--- START ---

// ── Command table ──
//
// Latest-wins store of pending colors, one entry per light. Callers write
// from any thread; the streaming loop reads once per tick. The lock is only
// ever held for a map update or a clone, never across an await.

use std::collections::BTreeMap;
use std::sync::{Mutex, MutexGuard, PoisonError};

use crate::error::CoreError;
use crate::model::{Color, EntertainmentConfiguration, LightCommand, LightDescriptor, LightId};

/// Point-in-time copy of the table, ordered by light id.
pub type Snapshot = BTreeMap<LightId, LightCommand>;

#[derive(Debug, Default)]
struct Pending {
    commands: Snapshot,
    changed: bool,
}

#[derive(Debug)]
pub struct CommandTable {
    lights: BTreeMap<LightId, LightDescriptor>,
    pending: Mutex<Pending>,
}

impl CommandTable {
    pub fn new(configuration: &EntertainmentConfiguration) -> Self {
        Self {
            lights: configuration.lights.iter().map(|l| (l.id, *l)).collect(),
            pending: Mutex::new(Pending::default()),
        }
    }

    /// Replace the pending color for `light_id`.
    ///
    /// Unknown ids are rejected and leave the table untouched.
    pub fn upsert(&self, light_id: LightId, color: Color) -> Result<(), CoreError> {
        let light = *self
            .lights
            .get(&light_id)
            .ok_or(CoreError::InvalidTarget { light_id })?;

        let mut pending = self.lock();
        pending.commands.insert(light_id, LightCommand { light, color });
        pending.changed = true;
        Ok(())
    }

    pub fn snapshot(&self) -> Snapshot {
        self.lock().commands.clone()
    }

    /// Snapshot and reset the changed flag in one step, or `None` if
    /// nothing was written since the last take.
    pub fn take_changed(&self) -> Option<Snapshot> {
        let mut pending = self.lock();
        if !pending.changed {
            return None;
        }
        pending.changed = false;
        Some(pending.commands.clone())
    }

    /// Force the next tick to re-encode, e.g. after a color-space switch.
    pub fn mark_changed(&self) {
        self.lock().changed = true;
    }

    pub fn clear(&self) {
        let mut pending = self.lock();
        pending.commands.clear();
        pending.changed = false;
    }

    pub fn len(&self) -> usize {
        self.lock().commands.len()
    }

    pub fn is_empty(&self) -> bool {
        self.lock().commands.is_empty()
    }

    /// Number of lights the table accepts.
    pub fn capacity(&self) -> usize {
        self.lights.len()
    }

    // A writer that panicked mid-insert leaves a complete map behind, so a
    // poisoned lock is still safe to use.
    fn lock(&self) -> MutexGuard<'_, Pending> {
        self.pending.lock().unwrap_or_else(PoisonError::into_inner)
    }
}

#[cfg(test)]
#[allow(clippy::unwrap_used)]
mod tests {
    use std::sync::Arc;
    use std::thread;

    use super::*;

    fn table(channels: impl IntoIterator<Item = u16>) -> CommandTable {
        let config = EntertainmentConfiguration::with_channels(
            "1a8d99cc-967b-44f2-9202-43f976c0fa6b",
            "test",
            channels,
        );
        CommandTable::new(&config)
    }

    #[test]
    fn latest_write_wins() {
        let table = table([0, 1]);
        table.upsert(LightId(0), Color::rgb(1, 1, 1)).unwrap();
        table.upsert(LightId(0), Color::rgb(9, 9, 9)).unwrap();

        let snapshot = table.take_changed().unwrap();
        assert_eq!(snapshot.len(), 1);
        assert_eq!(snapshot[&LightId(0)].color, Color::rgb(9, 9, 9));
    }

    #[test]
    fn unknown_light_is_rejected_without_effect() {
        let table = table([0, 1]);
        let err = table.upsert(LightId(7), Color::BLACK).unwrap_err();

        assert!(matches!(err, CoreError::InvalidTarget { light_id } if light_id == LightId(7)));
        assert!(table.is_empty());
        assert!(table.take_changed().is_none());
    }

    #[test]
    fn take_changed_resets_flag() {
        let table = table([0]);
        assert!(table.take_changed().is_none());

        table.upsert(LightId(0), Color::BLACK).unwrap();
        assert!(table.take_changed().is_some());
        assert!(table.take_changed().is_none());

        table.mark_changed();
        assert_eq!(table.take_changed().unwrap().len(), 1);
    }

    #[test]
    fn clear_drops_commands_and_flag() {
        let table = table([0, 1]);
        table.upsert(LightId(1), Color::BLACK).unwrap();
        table.clear();

        assert!(table.is_empty());
        assert!(table.take_changed().is_none());
        assert_eq!(table.capacity(), 2);
    }

    #[test]
    fn concurrent_writers_keep_one_entry_per_light() {
        let table = Arc::new(table(0..8));

        let writers: Vec<_> = (0..8u16)
            .map(|id| {
                let table = Arc::clone(&table);
                thread::spawn(move || {
                    for step in 0..=255u8 {
                        table.upsert(LightId(id), Color::rgb(step, 0, 0)).unwrap();
                    }
                })
            })
            .collect();

        // Interleave reads with the writers.
        for _ in 0..64 {
            let snapshot = table.snapshot();
            assert!(snapshot.len() <= 8);
        }
        for writer in writers {
            writer.join().unwrap();
        }

        let snapshot = table.take_changed().unwrap();
        assert_eq!(snapshot.len(), 8);
        for command in snapshot.values() {
            assert_eq!(command.color, Color::rgb(255, 0, 0));
        }
    }
}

--- END ---

* _Activity_: Answer with one number only, the count of lines in the material above that hold "PoisonError".

* _Finished task_: 2